The patient is placed in supine position, with slight proclivity. Nasotracheal intubation is preferred to allow a better appreciation of the symmetry of the lips during and at the end of the procedure.

Classic coronal approach (V1)

A strip 2 cm wide is shaved starting behind the level of the helix insertion, from one ear to the other. The anterior limit of the strip is first vertical for approximately 5 cm in the temporal area. It then runs 4 to 5 cm behind the hair line and parallel to it. The hair is braided on each side 20 23.

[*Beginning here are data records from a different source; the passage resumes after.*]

//! API client for the Google Meet REST API (v2).
//!
//! This module provides the `MeetClient` struct for making authenticated
//! requests against spaces, conference records and participants.

use std::sync::Arc;
use std::time::Duration;

use futures::Stream;
use reqwest::{header, Client, Method};
use serde::{de::DeserializeOwned, Deserialize};
use tracing::debug;

use crate::auth::{AccessTokenSource, StaticToken};
use crate::models::{ConferenceRecord, ParticipantRecord, Space};

use super::pagination::{paginate, Page};
use super::DirectoryError;

// ============================================================================
// Constants
// ============================================================================

/// Base URL for the Meet REST API
pub const DEFAULT_API_BASE_URL: &str = "https://meet.googleapis.com/v2";

/// HTTP request timeout in seconds.
const REQUEST_TIMEOUT_SECS: u64 = 30;

/// Items requested per page. 100 is the maximum for conference records and
/// well under the participants maximum.
const PAGE_SIZE: u32 = 100;

#[derive(Debug, Deserialize)]
struct ListConferenceRecordsResponse {
    #[serde(rename = "conferenceRecords", default)]
    conference_records: Vec<ConferenceRecord>,
    #[serde(rename = "nextPageToken", default)]
    next_page_token: Option<String>,
}

#[derive(Debug, Deserialize)]
struct ListParticipantsResponse {
    #[serde(default)]
    participants: Vec<ParticipantRecord>,
    #[serde(rename = "nextPageToken", default)]
    next_page_token: Option<String>,
    #[serde(rename = "totalSize", default)]
    total_size: Option<i64>,
}

/// API client for Google Meet.
/// Clone is cheap - reqwest::Client uses Arc internally for connection pooling,
/// and clones share one token source.
#[derive(Clone)]
pub struct MeetClient {
    client: Client,
    base_url: String,
    tokens: Arc<dyn AccessTokenSource>,
}

impl MeetClient {
    /// Client with a fixed access token
    pub fn with_base_url(base_url: &str, token: impl Into<String>) -> Result<Self, DirectoryError> {
        Self::with_token_source(base_url, Arc::new(StaticToken::new(token)))
    }

    /// Client that asks `tokens` for a bearer token before every request
    pub fn with_token_source(
        base_url: &str,
        tokens: Arc<dyn AccessTokenSource>,
    ) -> Result<Self, DirectoryError> {
        let client = Client::builder()
            .timeout(Duration::from_secs(REQUEST_TIMEOUT_SECS))
            .build()?;

        Ok(Self {
            client,
            base_url: base_url.trim_end_matches('/').to_string(),
            tokens,
        })
    }

    fn url(&self, path: &str) -> String {
        format!("{}/{}", self.base_url, path.trim_start_matches('/'))
    }

    /// Check if response is successful, returning an error with body if not.
    async fn check_response(response: reqwest::Response) -> Result<reqwest::Response, DirectoryError> {
        if response.status().is_success() {
            Ok(response)
        } else {
            let status = response.status();
            let body = response.text().await.unwrap_or_default();
            Err(DirectoryError::from_status(status, &body))
        }
    }

    async fn send<T: DeserializeOwned>(
        &self,
        method: Method,
        path: &str,
        query: &[(&str, String)],
    ) -> Result<T, DirectoryError> {
        let url = self.url(path);
        let token = self.tokens.access_token().await?;
        debug!(%method, url = %url, "Meet API request");

        let mut request = self
            .client
            .request(method.clone(), &url)
            .bearer_auth(token)
            .header(header::ACCEPT, "application/json")
            .query(query);
        if method == Method::POST {
            request = request.json(&serde_json::json!({}));
        }

        let response = Self::check_response(request.send().await?).await?;
        let text = response.text().await?;
        // DELETE answers with an empty body
        let text = if text.trim().is_empty() { "{}" } else { text.as_str() };
        serde_json::from_str(text)
            .map_err(|e| DirectoryError::InvalidResponse(format!("{} from {}", e, url)))
    }

    /// Query parameters for a list call
    fn page_query(page_token: Option<String>) -> Vec<(&'static str, String)> {
        let mut query = vec![("pageSize", PAGE_SIZE.to_string())];
        if let Some(token) = page_token {
            query.push(("pageToken", token));
        }
        query
    }

    // ===== Spaces =====

    pub async fn create_space(&self) -> Result<Space, DirectoryError> {
        self.send(Method::POST, "spaces", &[]).await
    }

    pub async fn delete_space(&self, space_name: &str) -> Result<(), DirectoryError> {
        let _: serde_json::Value = self.send(Method::DELETE, space_name, &[]).await?;
        Ok(())
    }

    // ===== Conference records =====

    async fn conference_records_page(
        &self,
        page_token: Option<String>,
    ) -> Result<Page<ConferenceRecord>, DirectoryError> {
        let query = Self::page_query(page_token);
        let response: ListConferenceRecordsResponse =
            self.send(Method::GET, "conferenceRecords", &query).await?;
        debug!(count = response.conference_records.len(), "Fetched conference records page");
        Ok(Page::new(response.conference_records, response.next_page_token))
    }

    /// All conference records visible to the credential, fetched page by page
    /// as the stream is consumed.
    pub fn conference_records(
        &self,
    ) -> impl Stream<Item = Result<ConferenceRecord, DirectoryError>> + Send + '_ {
        paginate(move |token| self.conference_records_page(token))
    }

    // ===== Participants =====

    async fn participants_page(
        &self,
        conference: &str,
        page_token: Option<String>,
    ) -> Result<Page<ParticipantRecord>, DirectoryError> {
        let query = Self::page_query(page_token);
        let path = format!("{}/participants", conference);
        let response: ListParticipantsResponse = self.send(Method::GET, &path, &query).await?;
        debug!(
            count = response.participants.len(),
            total = ?response.total_size,
            "Fetched participants page"
        );
        Ok(Page::new(response.participants, response.next_page_token))
    }

    /// Participants of `conference` (`conferenceRecords/{id}`), in API order
    pub fn participants<'a>(
        &'a self,
        conference: &'a str,
    ) -> impl Stream<Item = Result<ParticipantRecord, DirectoryError>> + Send + 'a {
        paginate(move |token| self.participants_page(conference, token))
    }
}
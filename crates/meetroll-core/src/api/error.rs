use thiserror::Error;

use crate::auth::AuthError;

/// Failure talking to the Meet REST API while listing or mutating resources.
#[derive(Error, Debug)]
pub enum DirectoryError {
    #[error("Access denied: {0}")]
    AccessDenied(String),

    #[error("Unauthorized - token may be expired or missing a scope")]
    Unauthorized,

    #[error("Resource not found: {0}")]
    NotFound(String),

    #[error("Rate limited by the Meet API")]
    RateLimited,

    #[error("Server error: {0}")]
    ServerError(String),

    #[error("Network error: {0}")]
    NetworkError(#[from] reqwest::Error),

    #[error("Invalid response: {0}")]
    InvalidResponse(String),

    #[error("Could not obtain an access token: {0}")]
    Auth(#[from] AuthError),
}

/// Maximum length for error response bodies in error messages
const MAX_ERROR_BODY_LENGTH: usize = 500;

impl DirectoryError {
    /// Truncate a response body to avoid logging excessive data
    fn truncate_body(body: &str) -> String {
        if body.len() <= MAX_ERROR_BODY_LENGTH {
            body.to_string()
        } else {
            let mut end = MAX_ERROR_BODY_LENGTH;
            while !body.is_char_boundary(end) {
                end -= 1;
            }
            format!("{}... (truncated, {} total bytes)", &body[..end], body.len())
        }
    }

    pub fn from_status(status: reqwest::StatusCode, body: &str) -> Self {
        let truncated = Self::truncate_body(body);
        match status.as_u16() {
            401 => DirectoryError::Unauthorized,
            403 => DirectoryError::AccessDenied(truncated),
            404 => DirectoryError::NotFound(truncated),
            429 => DirectoryError::RateLimited,
            500..=599 => DirectoryError::ServerError(truncated),
            _ => DirectoryError::InvalidResponse(format!("Status {}: {}", status, truncated)),
        }
    }
}
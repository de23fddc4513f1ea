//! Authentication module for obtaining Google OAuth2 credentials.
//!
//! This module provides:
//! - `Credential`: the token bundle, persisted as Google "authorized user" JSON
//! - `FileCredentialProvider`: load, refresh, or interactively obtain a credential
//! - The installed-app consent flow (loopback redirect on an ephemeral port)
//! - `RefreshingCredential`: refreshes the access token in place as requests go out
//!
//! The provider is consulted once at startup. After that the API client
//! draws tokens from a `RefreshingCredential`.

pub mod callback;
pub mod credential;
pub mod error;
pub mod oauth;
pub mod provider;
pub mod secrets;
pub mod token;

pub use credential::Credential;
pub use error::AuthError;
pub use provider::{CredentialAction, CredentialProvider, FileCredentialProvider};
pub use secrets::ClientSecrets;
pub use token::{AccessTokenSource, RefreshingCredential, StaticToken};
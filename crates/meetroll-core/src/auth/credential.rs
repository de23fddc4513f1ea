use std::path::Path;

use chrono::{DateTime, Duration, Utc};
use serde::{Deserialize, Serialize};

use super::AuthError;

/// Default Google token endpoint
pub const GOOGLE_TOKEN_URI: &str = "https://oauth2.googleapis.com/token";

/// Buffer before expiry at which a token is treated as expired (5 minutes)
const TOKEN_REFRESH_BUFFER_MINUTES: i64 = 5;

fn default_token_uri() -> String {
    GOOGLE_TOKEN_URI.to_string()
}

/// OAuth2 user credential, stored in Google's "authorized user" layout so
/// token files written by other Google client libraries load unchanged.
#[derive(Debug, Clone, Serialize, Deserialize, PartialEq)]
pub struct Credential {
    /// Access token
    #[serde(default)]
    pub token: Option<String>,
    #[serde(default, skip_serializing_if = "Option::is_none")]
    pub refresh_token: Option<String>,
    #[serde(default = "default_token_uri")]
    pub token_uri: String,
    pub client_id: String,
    pub client_secret: String,
    #[serde(default)]
    pub scopes: Vec<String>,
    #[serde(default, skip_serializing_if = "Option::is_none")]
    pub expiry: Option<DateTime<Utc>>,
}

/// Successful response from the token endpoint
#[derive(Debug, Clone, Deserialize)]
pub struct TokenResponse {
    pub access_token: String,
    #[serde(default)]
    pub expires_in: Option<i64>,
    #[serde(default)]
    pub refresh_token: Option<String>,
    /// Space-separated granted scopes
    #[serde(default)]
    pub scope: Option<String>,
}

impl Credential {
    pub fn access_token(&self) -> Option<&str> {
        self.token.as_deref()
    }

    pub fn is_expired_at(&self, now: DateTime<Utc>) -> bool {
        match self.expiry {
            Some(expiry) => now + Duration::minutes(TOKEN_REFRESH_BUFFER_MINUTES) >= expiry,
            None => false,
        }
    }

    pub fn is_expired(&self) -> bool {
        self.is_expired_at(Utc::now())
    }

    /// Usable as-is: has an access token that is not (about to be) expired
    pub fn is_valid(&self) -> bool {
        self.token.is_some() && !self.is_expired()
    }

    pub fn can_refresh(&self) -> bool {
        self.refresh_token.as_deref().is_some_and(|t| !t.is_empty())
    }

    /// An empty scope list means the grant predates scope tracking; accept it.
    pub fn has_scopes(&self, requested: &[String]) -> bool {
        self.scopes.is_empty() || requested.iter().all(|s| self.scopes.contains(s))
    }

    /// Fold a token endpoint response into this credential. A response
    /// without a refresh token keeps the existing one.
    pub fn apply_token_response(&mut self, response: TokenResponse, now: DateTime<Utc>) {
        self.token = Some(response.access_token);
        self.expiry = response.expires_in.map(|secs| now + Duration::seconds(secs));
        if let Some(refresh_token) = response.refresh_token {
            self.refresh_token = Some(refresh_token);
        }
        if let Some(scope) = response.scope {
            self.scopes = scope.split_whitespace().map(str::to_string).collect();
        }
    }

    /// Load a credential from disk. Returns `Ok(None)` if the file does not exist.
    pub fn load(path: &Path) -> Result<Option<Self>, AuthError> {
        if !path.exists() {
            return Ok(None);
        }
        let contents = std::fs::read_to_string(path).map_err(|source| AuthError::Io {
            path: path.to_path_buf(),
            source,
        })?;
        let credential = serde_json::from_str(&contents).map_err(|source| AuthError::Parse {
            path: path.to_path_buf(),
            source,
        })?;
        Ok(Some(credential))
    }

    /// Save credential to disk
    pub fn save(&self, path: &Path) -> Result<(), AuthError> {
        let io_err = |source| AuthError::Io {
            path: path.to_path_buf(),
            source,
        };
        if let Some(parent) = path.parent().filter(|p| !p.as_os_str().is_empty()) {
            std::fs::create_dir_all(parent).map_err(io_err)?;
        }
        let contents = serde_json::to_string_pretty(self).map_err(|source| AuthError::Parse {
            path: path.to_path_buf(),
            source,
        })?;
        std::fs::write(path, contents).map_err(io_err)
    }
}
//! Application configuration management.
//!
//! This module handles loading the application configuration: where the
//! OAuth files live, where attendance files go, and how often to poll.
//!
//! Configuration is stored at `~/.config/meetroll/config.json`. Values can
//! be overridden by `MEETROLL_*` environment variables.

use std::path::{Path, PathBuf};
use std::time::Duration;

use anyhow::{Context, Result};
use serde::{Deserialize, Serialize};
use tracing::warn;

use crate::api::DEFAULT_API_BASE_URL;

/// Application name used for config directory paths
const APP_NAME: &str = "meetroll";

/// Config file name
const CONFIG_FILE: &str = "config.json";

/// Scope that lets the app create spaces and read their conferences
pub const DEFAULT_SCOPE: &str = "https://www.googleapis.com/auth/meetings.space.created";

/// Thirty minutes between attendance checks
pub const DEFAULT_POLL_INTERVAL_SECS: u64 = 30 * 60;

#[derive(Debug, Clone, Serialize, Deserialize, PartialEq)]
#[serde(default)]
pub struct Config {
    pub token_file: PathBuf,
    pub client_secrets_file: PathBuf,
    pub output_dir: PathBuf,
    pub poll_interval_secs: u64,
    /// Stop after this many polls; run until interrupted when unset
    pub max_cycles: Option<u32>,
    pub scopes: Vec<String>,
    pub api_base_url: String,
    pub allow_interactive_auth: bool,
    /// Also write logs to a daily-rotated file in this directory
    pub log_dir: Option<PathBuf>,
}

impl Default for Config {
    fn default() -> Self {
        Self {
            token_file: PathBuf::from("token.json"),
            client_secrets_file: PathBuf::from("credentials.json"),
            output_dir: PathBuf::from("attendance"),
            poll_interval_secs: DEFAULT_POLL_INTERVAL_SECS,
            max_cycles: None,
            scopes: vec![DEFAULT_SCOPE.to_string()],
            api_base_url: DEFAULT_API_BASE_URL.to_string(),
            allow_interactive_auth: true,
            log_dir: None,
        }
    }
}

impl Config {
    /// Load from the default location, falling back to defaults if absent
    pub fn load() -> Result<Self> {
        Self::load_from(&Self::config_path()?)
    }

    pub fn load_from(path: &Path) -> Result<Self> {
        if !path.exists() {
            return Ok(Self::default());
        }
        let contents = std::fs::read_to_string(path)
            .with_context(|| format!("Failed to read config file {}", path.display()))?;
        let config: Self = serde_json::from_str(&contents)
            .with_context(|| format!("Failed to parse config file {}", path.display()))?;
        if config.poll_interval_secs == 0 {
            anyhow::bail!("poll_interval_secs in {} must be at least 1", path.display());
        }
        Ok(config)
    }

    pub fn config_path() -> Result<PathBuf> {
        let config_dir = dirs::config_dir()
            .ok_or_else(|| anyhow::anyhow!("Could not find config directory"))?;
        Ok(config_dir.join(APP_NAME).join(CONFIG_FILE))
    }

    /// Apply `MEETROLL_*` overrides from the process environment
    pub fn apply_env(&mut self) {
        self.apply_overrides(|key| std::env::var(key).ok());
    }

    /// Apply overrides from a key lookup (the environment, in practice)
    pub fn apply_overrides(&mut self, lookup: impl Fn(&str) -> Option<String>) {
        if let Some(v) = lookup("MEETROLL_TOKEN_FILE") {
            self.token_file = PathBuf::from(v);
        }
        if let Some(v) = lookup("MEETROLL_SECRETS_FILE") {
            self.client_secrets_file = PathBuf::from(v);
        }
        if let Some(v) = lookup("MEETROLL_OUTPUT_DIR") {
            self.output_dir = PathBuf::from(v);
        }
        if let Some(v) = lookup("MEETROLL_POLL_INTERVAL_SECS") {
            match v.parse::<u64>() {
                Ok(secs) if secs > 0 => self.poll_interval_secs = secs,
                _ => warn!(value = %v, "Ignoring invalid MEETROLL_POLL_INTERVAL_SECS"),
            }
        }
        if let Some(v) = lookup("MEETROLL_API_BASE_URL") {
            self.api_base_url = v;
        }
    }

    pub fn poll_interval(&self) -> Duration {
        Duration::from_secs(self.poll_interval_secs)
    }
}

The incision line starts right above the insertion of the helix and runs at the posterior limit of the shaved area. Three reference marks are made for closure lining. The patient is meticulously prepared and draped under general anaesthesia in the classic manner, leaving the scalp and the face exposed. Subcutaneous injection with 250 cc of normal saline and 0.25 mg of epinephrine is made along the incision line. In the zygomatic area, the injection is made subperiosteally. The incision is made all the way to the periosteum with the scalpel tilted to protect the hair follicles that will later grow into the scar. Clips such as Cologne staples are placed on the edges to minimize bleeding, and electric cautery is avoided to prevent alopecia.

From the coronal incision, the forehead flap is elevated in the subgaleal plane until 1 or 2 cm above the orbital rim. In the temporal area, elevation is pursued posteriorly along the temporalis muscle insertion. A sharp scalpel is used with its blade always in contact with the superficial temporal aponeurosis. While the assistant gently pulls the flap down, the dissection progresses in a plane between the superficial temporal fascia and the temporal aponeurosis until 15 to 20 mm above the zygomatic arch.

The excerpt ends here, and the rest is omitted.